§ What to produce: Report, from the records below, every line where the word "filename" appears.

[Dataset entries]
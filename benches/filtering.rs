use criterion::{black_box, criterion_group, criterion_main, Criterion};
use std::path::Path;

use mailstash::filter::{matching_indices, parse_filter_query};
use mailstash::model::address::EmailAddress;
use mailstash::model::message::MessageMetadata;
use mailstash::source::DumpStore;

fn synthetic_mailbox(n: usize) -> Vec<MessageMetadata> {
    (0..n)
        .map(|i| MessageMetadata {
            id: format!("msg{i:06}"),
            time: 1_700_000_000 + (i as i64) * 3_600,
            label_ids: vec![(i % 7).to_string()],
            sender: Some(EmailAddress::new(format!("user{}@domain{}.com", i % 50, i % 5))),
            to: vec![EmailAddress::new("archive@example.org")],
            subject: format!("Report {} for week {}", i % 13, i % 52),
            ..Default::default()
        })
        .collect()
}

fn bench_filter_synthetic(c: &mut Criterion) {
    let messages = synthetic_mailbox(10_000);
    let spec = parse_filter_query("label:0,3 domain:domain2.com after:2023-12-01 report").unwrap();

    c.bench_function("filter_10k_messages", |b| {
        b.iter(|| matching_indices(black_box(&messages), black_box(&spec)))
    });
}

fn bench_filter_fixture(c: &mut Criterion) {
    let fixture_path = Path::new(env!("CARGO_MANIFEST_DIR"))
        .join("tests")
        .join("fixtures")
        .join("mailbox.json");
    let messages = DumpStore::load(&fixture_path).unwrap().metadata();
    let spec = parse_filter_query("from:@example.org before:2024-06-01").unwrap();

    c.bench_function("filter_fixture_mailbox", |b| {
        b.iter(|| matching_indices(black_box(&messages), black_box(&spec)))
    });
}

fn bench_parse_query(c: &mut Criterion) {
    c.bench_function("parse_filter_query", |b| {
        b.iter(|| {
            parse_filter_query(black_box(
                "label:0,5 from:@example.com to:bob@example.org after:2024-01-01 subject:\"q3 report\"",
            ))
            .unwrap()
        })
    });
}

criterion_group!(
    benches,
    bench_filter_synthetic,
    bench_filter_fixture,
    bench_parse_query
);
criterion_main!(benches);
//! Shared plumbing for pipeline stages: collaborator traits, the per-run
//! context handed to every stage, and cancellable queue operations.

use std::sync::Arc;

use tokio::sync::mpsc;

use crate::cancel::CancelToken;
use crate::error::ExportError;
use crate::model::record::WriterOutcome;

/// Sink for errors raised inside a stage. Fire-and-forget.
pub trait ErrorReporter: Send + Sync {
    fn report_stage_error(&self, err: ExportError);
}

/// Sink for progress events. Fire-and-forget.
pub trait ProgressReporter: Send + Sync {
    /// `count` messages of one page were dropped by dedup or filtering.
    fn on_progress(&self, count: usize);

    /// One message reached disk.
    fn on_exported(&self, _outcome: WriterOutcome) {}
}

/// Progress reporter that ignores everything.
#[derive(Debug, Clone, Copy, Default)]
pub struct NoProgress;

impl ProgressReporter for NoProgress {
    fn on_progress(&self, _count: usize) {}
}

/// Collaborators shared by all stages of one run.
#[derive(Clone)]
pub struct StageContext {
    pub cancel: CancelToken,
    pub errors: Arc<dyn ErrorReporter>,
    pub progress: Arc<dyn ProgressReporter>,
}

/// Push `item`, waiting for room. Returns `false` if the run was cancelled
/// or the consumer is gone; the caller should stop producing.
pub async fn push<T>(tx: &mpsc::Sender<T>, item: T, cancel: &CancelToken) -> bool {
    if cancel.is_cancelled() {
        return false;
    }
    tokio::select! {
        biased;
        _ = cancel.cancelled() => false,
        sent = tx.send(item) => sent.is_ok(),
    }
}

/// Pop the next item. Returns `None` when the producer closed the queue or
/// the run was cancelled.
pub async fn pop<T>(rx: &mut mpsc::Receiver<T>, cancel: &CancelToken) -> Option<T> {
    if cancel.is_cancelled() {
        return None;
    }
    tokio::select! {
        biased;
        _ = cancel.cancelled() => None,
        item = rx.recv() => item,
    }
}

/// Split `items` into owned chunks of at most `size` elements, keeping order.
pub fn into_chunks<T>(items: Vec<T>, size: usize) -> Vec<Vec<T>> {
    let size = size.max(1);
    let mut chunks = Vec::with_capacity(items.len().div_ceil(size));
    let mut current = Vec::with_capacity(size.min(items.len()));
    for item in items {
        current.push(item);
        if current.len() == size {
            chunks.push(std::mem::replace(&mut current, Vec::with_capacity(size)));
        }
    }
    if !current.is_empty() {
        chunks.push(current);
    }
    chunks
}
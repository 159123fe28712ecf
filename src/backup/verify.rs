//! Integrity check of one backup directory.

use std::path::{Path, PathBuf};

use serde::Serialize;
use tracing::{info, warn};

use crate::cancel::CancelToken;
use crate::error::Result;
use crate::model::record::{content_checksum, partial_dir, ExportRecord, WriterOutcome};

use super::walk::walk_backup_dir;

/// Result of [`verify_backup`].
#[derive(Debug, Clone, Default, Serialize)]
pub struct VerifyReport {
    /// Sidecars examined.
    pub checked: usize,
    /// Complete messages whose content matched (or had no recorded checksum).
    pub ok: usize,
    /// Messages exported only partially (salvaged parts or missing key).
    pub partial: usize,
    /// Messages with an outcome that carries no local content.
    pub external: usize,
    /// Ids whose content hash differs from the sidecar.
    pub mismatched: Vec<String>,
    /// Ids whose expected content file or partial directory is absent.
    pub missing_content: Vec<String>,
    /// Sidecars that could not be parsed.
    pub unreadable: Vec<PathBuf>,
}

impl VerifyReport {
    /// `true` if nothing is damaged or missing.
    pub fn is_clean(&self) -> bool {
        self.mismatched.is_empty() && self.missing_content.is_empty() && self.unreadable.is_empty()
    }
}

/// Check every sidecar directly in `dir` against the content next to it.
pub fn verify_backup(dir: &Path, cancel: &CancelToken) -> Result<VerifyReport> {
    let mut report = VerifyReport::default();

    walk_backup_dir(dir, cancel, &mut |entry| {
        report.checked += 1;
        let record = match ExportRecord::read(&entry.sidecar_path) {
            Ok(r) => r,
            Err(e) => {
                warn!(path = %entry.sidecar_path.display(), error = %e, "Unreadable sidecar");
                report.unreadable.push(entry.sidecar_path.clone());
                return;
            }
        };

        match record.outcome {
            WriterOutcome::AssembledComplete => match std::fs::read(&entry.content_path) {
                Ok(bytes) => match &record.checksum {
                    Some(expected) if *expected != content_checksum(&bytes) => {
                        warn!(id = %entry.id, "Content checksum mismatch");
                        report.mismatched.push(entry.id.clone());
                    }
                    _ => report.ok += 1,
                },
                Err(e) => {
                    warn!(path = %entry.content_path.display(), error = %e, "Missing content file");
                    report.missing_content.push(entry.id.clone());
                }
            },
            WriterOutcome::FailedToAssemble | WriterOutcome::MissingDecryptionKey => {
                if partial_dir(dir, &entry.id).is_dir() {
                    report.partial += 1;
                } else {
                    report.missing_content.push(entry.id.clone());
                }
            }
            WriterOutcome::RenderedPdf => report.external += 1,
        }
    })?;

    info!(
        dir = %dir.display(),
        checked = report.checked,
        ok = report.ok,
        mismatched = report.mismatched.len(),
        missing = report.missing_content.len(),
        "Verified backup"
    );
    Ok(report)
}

§ Result of this exercise:
filename benches/filtering.rs
filename src/backup/verify.rs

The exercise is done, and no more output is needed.